*** Provided information ***

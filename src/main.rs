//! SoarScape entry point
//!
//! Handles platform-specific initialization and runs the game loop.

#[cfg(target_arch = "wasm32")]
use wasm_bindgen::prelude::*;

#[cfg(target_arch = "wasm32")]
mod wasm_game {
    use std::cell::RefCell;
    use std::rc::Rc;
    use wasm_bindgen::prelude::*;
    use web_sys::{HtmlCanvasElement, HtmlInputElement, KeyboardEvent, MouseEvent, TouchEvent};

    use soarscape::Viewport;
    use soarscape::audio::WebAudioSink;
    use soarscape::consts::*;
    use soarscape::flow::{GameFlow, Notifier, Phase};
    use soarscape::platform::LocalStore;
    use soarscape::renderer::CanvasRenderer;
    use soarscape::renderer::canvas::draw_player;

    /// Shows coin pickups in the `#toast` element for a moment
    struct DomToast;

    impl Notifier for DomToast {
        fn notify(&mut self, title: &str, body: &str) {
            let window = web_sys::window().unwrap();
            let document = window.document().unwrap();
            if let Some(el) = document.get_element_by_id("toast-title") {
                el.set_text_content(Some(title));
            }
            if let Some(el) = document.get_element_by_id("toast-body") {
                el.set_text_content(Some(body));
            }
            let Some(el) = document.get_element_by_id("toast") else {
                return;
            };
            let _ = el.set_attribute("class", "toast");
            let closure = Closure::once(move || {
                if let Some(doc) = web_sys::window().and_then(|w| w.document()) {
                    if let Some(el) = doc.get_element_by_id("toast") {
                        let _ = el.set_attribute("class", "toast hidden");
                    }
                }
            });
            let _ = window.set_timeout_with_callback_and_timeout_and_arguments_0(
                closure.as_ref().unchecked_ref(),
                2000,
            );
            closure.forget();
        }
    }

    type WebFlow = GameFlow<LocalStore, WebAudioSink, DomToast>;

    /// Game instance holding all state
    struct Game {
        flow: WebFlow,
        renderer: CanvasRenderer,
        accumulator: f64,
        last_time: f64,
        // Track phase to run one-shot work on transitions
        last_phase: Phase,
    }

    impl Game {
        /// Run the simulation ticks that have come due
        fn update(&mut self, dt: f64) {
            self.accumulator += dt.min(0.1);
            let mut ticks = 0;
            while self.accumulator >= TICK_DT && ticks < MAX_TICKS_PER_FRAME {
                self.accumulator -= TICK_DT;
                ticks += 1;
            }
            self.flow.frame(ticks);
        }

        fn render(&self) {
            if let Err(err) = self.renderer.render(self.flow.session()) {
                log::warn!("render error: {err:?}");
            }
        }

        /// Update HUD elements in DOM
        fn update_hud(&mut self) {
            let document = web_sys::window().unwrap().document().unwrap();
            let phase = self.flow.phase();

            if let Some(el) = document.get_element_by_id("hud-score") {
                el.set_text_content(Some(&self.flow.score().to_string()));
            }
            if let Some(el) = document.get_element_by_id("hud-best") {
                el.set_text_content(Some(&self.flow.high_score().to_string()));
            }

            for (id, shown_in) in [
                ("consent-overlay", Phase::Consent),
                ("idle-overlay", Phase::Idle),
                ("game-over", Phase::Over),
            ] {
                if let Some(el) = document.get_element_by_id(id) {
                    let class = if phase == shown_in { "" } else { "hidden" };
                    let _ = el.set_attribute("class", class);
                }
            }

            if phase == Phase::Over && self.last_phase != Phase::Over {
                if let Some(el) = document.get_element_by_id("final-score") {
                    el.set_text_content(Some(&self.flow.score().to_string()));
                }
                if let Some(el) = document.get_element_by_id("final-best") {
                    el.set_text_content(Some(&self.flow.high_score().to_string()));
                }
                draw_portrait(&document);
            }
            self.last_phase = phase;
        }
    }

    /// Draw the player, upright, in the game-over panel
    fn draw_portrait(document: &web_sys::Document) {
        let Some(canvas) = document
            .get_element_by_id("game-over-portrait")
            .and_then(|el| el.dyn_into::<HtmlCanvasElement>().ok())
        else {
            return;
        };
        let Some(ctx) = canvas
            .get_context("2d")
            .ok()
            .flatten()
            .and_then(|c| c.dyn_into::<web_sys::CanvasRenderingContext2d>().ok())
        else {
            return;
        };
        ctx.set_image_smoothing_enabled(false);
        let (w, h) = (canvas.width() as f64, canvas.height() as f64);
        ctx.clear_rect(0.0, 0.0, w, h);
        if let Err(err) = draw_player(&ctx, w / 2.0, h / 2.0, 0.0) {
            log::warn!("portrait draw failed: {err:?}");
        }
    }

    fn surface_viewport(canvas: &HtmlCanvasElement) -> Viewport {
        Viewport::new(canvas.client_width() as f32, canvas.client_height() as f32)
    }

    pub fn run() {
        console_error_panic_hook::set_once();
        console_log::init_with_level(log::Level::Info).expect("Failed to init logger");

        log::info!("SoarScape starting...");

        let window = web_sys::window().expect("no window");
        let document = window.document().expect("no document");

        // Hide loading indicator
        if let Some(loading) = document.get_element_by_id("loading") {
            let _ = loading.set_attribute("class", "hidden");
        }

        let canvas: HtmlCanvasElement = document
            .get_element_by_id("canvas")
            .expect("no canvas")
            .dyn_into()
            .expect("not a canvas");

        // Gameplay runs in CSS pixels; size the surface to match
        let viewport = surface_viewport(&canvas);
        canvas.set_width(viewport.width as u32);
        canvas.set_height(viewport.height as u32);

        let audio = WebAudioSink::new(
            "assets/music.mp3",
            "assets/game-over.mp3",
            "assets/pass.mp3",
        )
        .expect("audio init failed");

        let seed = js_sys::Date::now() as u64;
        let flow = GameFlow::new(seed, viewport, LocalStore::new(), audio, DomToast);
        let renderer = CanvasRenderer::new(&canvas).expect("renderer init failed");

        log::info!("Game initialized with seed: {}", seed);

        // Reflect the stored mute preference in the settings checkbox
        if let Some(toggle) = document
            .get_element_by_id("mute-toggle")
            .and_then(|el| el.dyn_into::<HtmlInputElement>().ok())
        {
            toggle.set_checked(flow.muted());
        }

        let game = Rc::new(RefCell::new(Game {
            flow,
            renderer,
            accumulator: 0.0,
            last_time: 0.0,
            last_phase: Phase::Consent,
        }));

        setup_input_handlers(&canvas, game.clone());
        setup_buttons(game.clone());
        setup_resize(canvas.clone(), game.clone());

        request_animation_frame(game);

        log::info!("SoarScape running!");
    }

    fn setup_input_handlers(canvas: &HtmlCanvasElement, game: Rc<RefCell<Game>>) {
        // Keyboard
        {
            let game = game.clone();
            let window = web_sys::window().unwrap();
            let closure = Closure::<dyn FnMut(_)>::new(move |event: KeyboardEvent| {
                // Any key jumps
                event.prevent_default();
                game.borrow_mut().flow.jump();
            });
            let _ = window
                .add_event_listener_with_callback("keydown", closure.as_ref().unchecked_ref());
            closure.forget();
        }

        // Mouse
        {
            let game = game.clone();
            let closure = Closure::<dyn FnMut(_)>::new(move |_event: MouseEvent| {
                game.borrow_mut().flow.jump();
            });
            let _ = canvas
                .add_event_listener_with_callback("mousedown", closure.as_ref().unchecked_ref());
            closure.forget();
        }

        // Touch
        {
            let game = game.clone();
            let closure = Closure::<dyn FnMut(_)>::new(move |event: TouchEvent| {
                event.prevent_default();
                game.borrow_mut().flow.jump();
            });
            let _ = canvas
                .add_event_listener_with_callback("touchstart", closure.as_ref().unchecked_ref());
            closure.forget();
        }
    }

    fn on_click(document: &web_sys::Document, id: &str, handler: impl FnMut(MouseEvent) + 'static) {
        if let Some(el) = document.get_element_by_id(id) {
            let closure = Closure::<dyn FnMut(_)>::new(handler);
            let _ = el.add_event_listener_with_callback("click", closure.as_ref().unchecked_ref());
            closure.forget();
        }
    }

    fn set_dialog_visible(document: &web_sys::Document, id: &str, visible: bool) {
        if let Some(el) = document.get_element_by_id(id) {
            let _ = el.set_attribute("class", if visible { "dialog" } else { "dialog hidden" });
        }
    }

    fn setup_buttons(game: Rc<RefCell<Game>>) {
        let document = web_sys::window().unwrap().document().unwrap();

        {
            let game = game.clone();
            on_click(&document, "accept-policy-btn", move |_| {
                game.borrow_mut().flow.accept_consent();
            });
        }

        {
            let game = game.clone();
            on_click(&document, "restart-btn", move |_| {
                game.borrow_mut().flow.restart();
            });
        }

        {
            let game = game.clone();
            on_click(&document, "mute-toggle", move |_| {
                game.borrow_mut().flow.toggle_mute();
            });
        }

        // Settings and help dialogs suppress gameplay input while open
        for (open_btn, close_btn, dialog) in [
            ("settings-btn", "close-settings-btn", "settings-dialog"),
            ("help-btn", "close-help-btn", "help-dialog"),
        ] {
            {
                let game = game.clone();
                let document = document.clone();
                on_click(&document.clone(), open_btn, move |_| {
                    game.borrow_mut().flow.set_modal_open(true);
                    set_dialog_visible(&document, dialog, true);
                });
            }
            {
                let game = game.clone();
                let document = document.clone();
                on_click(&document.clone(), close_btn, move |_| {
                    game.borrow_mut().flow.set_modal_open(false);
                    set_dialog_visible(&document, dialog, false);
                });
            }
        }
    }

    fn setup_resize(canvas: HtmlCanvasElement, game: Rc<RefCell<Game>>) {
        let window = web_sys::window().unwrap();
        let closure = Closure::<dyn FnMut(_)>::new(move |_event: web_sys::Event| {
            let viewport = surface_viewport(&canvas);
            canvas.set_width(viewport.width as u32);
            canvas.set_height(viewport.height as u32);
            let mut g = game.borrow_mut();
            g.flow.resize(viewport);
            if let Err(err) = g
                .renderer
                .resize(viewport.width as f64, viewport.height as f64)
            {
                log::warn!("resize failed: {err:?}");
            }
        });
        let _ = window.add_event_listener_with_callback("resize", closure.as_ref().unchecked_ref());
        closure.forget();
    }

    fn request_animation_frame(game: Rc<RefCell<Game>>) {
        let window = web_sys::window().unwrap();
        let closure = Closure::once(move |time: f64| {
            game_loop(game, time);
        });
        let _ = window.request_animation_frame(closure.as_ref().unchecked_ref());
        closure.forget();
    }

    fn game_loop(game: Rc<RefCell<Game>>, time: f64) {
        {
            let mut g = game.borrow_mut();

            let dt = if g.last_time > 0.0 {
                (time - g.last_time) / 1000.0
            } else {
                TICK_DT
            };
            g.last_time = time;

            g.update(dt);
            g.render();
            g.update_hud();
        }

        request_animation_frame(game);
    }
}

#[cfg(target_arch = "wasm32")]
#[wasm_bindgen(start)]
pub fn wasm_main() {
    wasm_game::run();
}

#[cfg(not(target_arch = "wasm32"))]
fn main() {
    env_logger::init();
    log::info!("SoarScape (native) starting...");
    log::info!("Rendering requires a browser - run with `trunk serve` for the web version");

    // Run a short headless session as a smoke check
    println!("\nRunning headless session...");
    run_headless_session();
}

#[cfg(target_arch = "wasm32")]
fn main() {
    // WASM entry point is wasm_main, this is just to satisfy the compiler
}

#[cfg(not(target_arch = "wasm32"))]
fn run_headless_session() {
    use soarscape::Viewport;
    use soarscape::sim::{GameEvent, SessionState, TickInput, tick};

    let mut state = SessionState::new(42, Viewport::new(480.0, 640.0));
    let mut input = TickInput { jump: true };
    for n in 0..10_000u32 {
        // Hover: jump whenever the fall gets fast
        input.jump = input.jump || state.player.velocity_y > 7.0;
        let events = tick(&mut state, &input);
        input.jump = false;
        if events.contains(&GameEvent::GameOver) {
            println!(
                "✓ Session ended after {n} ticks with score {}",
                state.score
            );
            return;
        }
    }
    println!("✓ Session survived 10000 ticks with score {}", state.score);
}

*** End of Provided information ***

* _Exercise_: Search the data above for the word "runs" and count the lines where it appears. Only the number should be given.

* _Output for this exercise_: 2